Exercise requirements
Each line in the listing below that includes "post" should be counted; give the total and nothing more.

Working data
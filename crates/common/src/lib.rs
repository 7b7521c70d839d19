pub mod api;
pub mod config;
pub mod error;
pub mod ids;
pub mod types;

pub use error::{ErrorType, LogisticsError};
pub use ids::*;
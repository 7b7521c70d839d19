mod loader;
mod validation;

pub use loader::{load_config, ConfigError};
pub use validation::validate;
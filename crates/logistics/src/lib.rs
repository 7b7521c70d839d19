pub mod builder;
pub mod config;
pub mod feasibility;
pub mod geometry;
pub mod insights;
pub mod optimize;
pub mod routes;
pub mod solver;

use std::sync::Arc;

use axum::routing::{get, post};
use axum::Router;
use metrics_exporter_prometheus::PrometheusHandle;

use smartcotton_common::config::LogisticsConfig;

use insights::InsightsClient;
use solver::SolverClient;

/// Shared application state.
pub struct AppState {
    pub config: LogisticsConfig,
    /// None when `ORS_API_KEY` is not set.
    pub solver: Option<SolverClient>,
    /// None when `GEMINI_API_KEY` is not set.
    pub insights: Option<InsightsClient>,
    pub metrics_handle: PrometheusHandle,
}

/// HTTP routes of the logistics service.
pub fn router(state: Arc<AppState>) -> Router {
    Router::new()
        .route("/health", get(routes::health_handler))
        .route("/metrics", get(routes::metrics_handler))
        .route("/api/logistics/optimize", post(routes::optimize_handler))
        .route("/api/logistics/ai-summary", post(routes::summary_handler))
        .with_state(state)
}
use smartcotton_common::config::LogisticsConfig;

use super::loader::ConfigError;

/// Validate the service configuration.
///
/// Checks sane ranges on numeric parameters and non-empty identifiers.
/// Every problem is collected into one message.
pub fn validate(config: &LogisticsConfig) -> Result<(), ConfigError> {
    let mut errors: Vec<String> = Vec::new();

    validate_solver(config, &mut errors);
    validate_insights(config, &mut errors);

    if errors.is_empty() {
        Ok(())
    } else {
        Err(ConfigError::Validation(errors.join("; ")))
    }
}

fn validate_solver(config: &LogisticsConfig, errors: &mut Vec<String>) {
    let s = &config.solver;

    if !is_http_url(&s.base_url) {
        errors.push("solver.base_url must be an http(s) URL".into());
    }
    if s.profile.is_empty() {
        errors.push("solver.profile must not be empty".into());
    }
    if s.timeout_seconds == 0 {
        errors.push("solver.timeout_seconds must be > 0".into());
    }
}

fn validate_insights(config: &LogisticsConfig, errors: &mut Vec<String>) {
    let i = &config.insights;

    if !is_http_url(&i.base_url) {
        errors.push("insights.base_url must be an http(s) URL".into());
    }
    if i.model.is_empty() {
        errors.push("insights.model must not be empty".into());
    }
    if i.timeout_seconds == 0 {
        errors.push("insights.timeout_seconds must be > 0".into());
    }
}

fn is_http_url(url: &str) -> bool {
    url.starts_with("http://") || url.starts_with("https://")
}

#[cfg(test)]
mod tests {
    use super::*;
    use smartcotton_common::config::{InsightsConfig, SolverConfig};

    fn valid_config() -> LogisticsConfig {
        LogisticsConfig {
            solver: SolverConfig {
                base_url: "https://api.openrouteservice.org".into(),
                profile: "driving-car".into(),
                timeout_seconds: 30,
            },
            insights: InsightsConfig {
                base_url: "https://generativelanguage.googleapis.com".into(),
                model: "gemini-2.0-flash-exp".into(),
                timeout_seconds: 30,
            },
        }
    }

    #[test]
    fn test_valid_config_passes() {
        assert!(validate(&valid_config()).is_ok());
    }

    #[test]
    fn test_all_problems_reported() {
        let mut config = valid_config();
        config.solver.base_url = "api.openrouteservice.org".into();
        config.solver.timeout_seconds = 0;
        config.insights.model = String::new();

        let err = validate(&config).unwrap_err().to_string();
        assert!(err.contains("solver.base_url"));
        assert!(err.contains("solver.timeout_seconds"));
        assert!(err.contains("insights.model"));
        assert!(!err.contains("solver.profile"));
    }
}
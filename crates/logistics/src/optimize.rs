use serde_json::Value;
use tracing::Instrument;

use smartcotton_common::api::optimize::OptimizeResponse;
use smartcotton_common::api::solver::SolverSolution;
use smartcotton_common::types::Plan;
use smartcotton_common::{LogisticsError, RequestId};

use crate::builder::build_solver_request;
use crate::feasibility::check_feasibility;
use crate::geometry::route_path;
use crate::solver::SolverClient;

/// Validate, check, shape and dispatch one optimization request.
///
/// `body` is the raw request JSON; it is echoed back unchanged on success.
/// The solver is called at most once. `solver` is `None` when no credential
/// is configured.
pub async fn optimize(
    solver: Option<&SolverClient>,
    profile: &str,
    body: Value,
) -> Result<OptimizeResponse, LogisticsError> {
    let request_id = RequestId::new();
    let span = tracing::info_span!("optimize", request_id = %request_id);

    async move {
        let plan = Plan::from_json(&body)?;

        let depot = plan
            .depot
            .position()
            .ok_or_else(|| LogisticsError::Validation("Depot lat/lon must be numbers.".into()))?;

        let feasibility = check_feasibility(&plan.fields, &plan.vehicles);
        if !feasibility.ok {
            tracing::info!(
                errors = feasibility.errors.len(),
                "Plan rejected by feasibility check"
            );
            return Err(LogisticsError::Infeasible(feasibility));
        }

        let ors_request = build_solver_request(&plan, depot, profile)?;

        let solver = solver.ok_or(LogisticsError::SolverNotConfigured)?;

        tracing::info!(
            jobs = ors_request.jobs.len(),
            vehicles = ors_request.vehicles.len(),
            "Dispatching optimization request"
        );

        let ors_solution = solver.optimize(&ors_request).await?;
        log_solution(&ors_solution);

        Ok::<_, LogisticsError>(OptimizeResponse {
            request: body,
            ors_request,
            ors_solution,
        })
    }
    .instrument(span)
    .await
}

fn log_solution(raw: &Value) {
    let solution = match SolverSolution::from_value(raw) {
        Ok(s) => s,
        Err(e) => {
            tracing::warn!(error = %e, "Solver solution has an unexpected shape");
            return;
        }
    };

    let path_points: usize = solution.routes.iter().map(|r| route_path(r).len()).sum();

    metrics::counter!("optimize.unassigned_jobs").increment(solution.unassigned.len() as u64);

    if !solution.unassigned.is_empty() {
        tracing::warn!(
            unassigned = solution.unassigned.len(),
            "Solver left fields unassigned"
        );
    }

    tracing::info!(
        routes = solution.routes.len(),
        unassigned = solution.unassigned.len(),
        distance_m = solution.total_distance(),
        duration_s = solution.total_duration(),
        path_points,
        "Optimization completed"
    );
}
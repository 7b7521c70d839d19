use serde::{Deserialize, Serialize};

use super::InsightsError;

// ---------------------------------------------------------------------------
// Request wire types
// ---------------------------------------------------------------------------

#[derive(Serialize)]
struct GenerateRequest<'a> {
    contents: Vec<GenerateContent<'a>>,
}

#[derive(Serialize)]
struct GenerateContent<'a> {
    parts: Vec<GeneratePart<'a>>,
}

#[derive(Serialize)]
struct GeneratePart<'a> {
    text: &'a str,
}

// ---------------------------------------------------------------------------
// Response wire types
// ---------------------------------------------------------------------------

#[derive(Deserialize)]
struct GenerateResponse {
    #[serde(default)]
    candidates: Vec<Candidate>,
}

#[derive(Deserialize)]
struct Candidate {
    #[serde(default)]
    content: Option<CandidateContent>,
}

#[derive(Deserialize)]
struct CandidateContent {
    #[serde(default)]
    parts: Vec<CandidatePart>,
}

#[derive(Deserialize)]
struct CandidatePart {
    #[serde(default)]
    text: Option<String>,
}

#[derive(Deserialize)]
struct GeminiError {
    error: GeminiErrorDetail,
}

#[derive(Deserialize)]
struct GeminiErrorDetail {
    message: String,
}

/// Call the `generateContent` endpoint with a single-turn text prompt.
pub async fn call_generate_content(
    http: &reqwest::Client,
    endpoint: &str,
    api_key: &str,
    timeout: std::time::Duration,
    prompt: &str,
) -> Result<String, InsightsError> {
    let start = std::time::Instant::now();

    let request = GenerateRequest {
        contents: vec![GenerateContent {
            parts: vec![GeneratePart { text: prompt }],
        }],
    };

    let response = http
        .post(endpoint)
        .query(&[("key", api_key)])
        .timeout(timeout)
        .json(&request)
        .send()
        .await
        .map_err(|e| InsightsError::Http(e.to_string()))?;

    let status = response.status();
    let latency = start.elapsed().as_secs_f64();
    metrics::histogram!("insights.request.latency").record(latency);

    if status == reqwest::StatusCode::UNAUTHORIZED || status == reqwest::StatusCode::FORBIDDEN {
        let body = response.text().await.unwrap_or_default();
        return Err(InsightsError::Auth(format!("{}: {}", status, body)));
    }

    if !status.is_success() {
        let body = response.text().await.unwrap_or_default();
        let msg = serde_json::from_str::<GeminiError>(&body)
            .map(|e| e.error.message)
            .unwrap_or(body);
        return Err(InsightsError::Api(format!("{}: {}", status, msg)));
    }

    let body: GenerateResponse = response
        .json()
        .await
        .map_err(|e| InsightsError::Api(format!("Failed to parse response: {}", e)))?;

    extract_text(body)
}

fn extract_text(body: GenerateResponse) -> Result<String, InsightsError> {
    let text: String = body
        .candidates
        .into_iter()
        .next()
        .and_then(|c| c.content)
        .map(|c| c.parts.into_iter().filter_map(|p| p.text).collect())
        .unwrap_or_default();

    if text.trim().is_empty() {
        return Err(InsightsError::Empty);
    }

    Ok(text)
}

#[cfg(test)]
mod tests {
    use super::*;

    #[test]
    fn test_request_wire_format() {
        let request = GenerateRequest {
            contents: vec![GenerateContent {
                parts: vec![GeneratePart { text: "hello" }],
            }],
        };

        let value = serde_json::to_value(&request).unwrap();
        assert_eq!(value["contents"][0]["parts"][0]["text"], "hello");
    }

    #[test]
    fn test_extract_text_joins_parts() {
        let json = r#"{
            "candidates": [{
                "content": {"parts": [{"text": "- Good utilisation\n"}, {"text": "- No unassigned fields"}], "role": "model"},
                "finishReason": "STOP"
            }],
            "usageMetadata": {"promptTokenCount": 120}
        }"#;

        let body: GenerateResponse = serde_json::from_str(json).unwrap();
        assert_eq!(
            extract_text(body).unwrap(),
            "- Good utilisation\n- No unassigned fields"
        );
    }

    #[test]
    fn test_extract_text_without_candidates() {
        let body: GenerateResponse = serde_json::from_str(r#"{"candidates": []}"#).unwrap();
        assert!(matches!(extract_text(body), Err(InsightsError::Empty)));
    }
}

Problem solution
4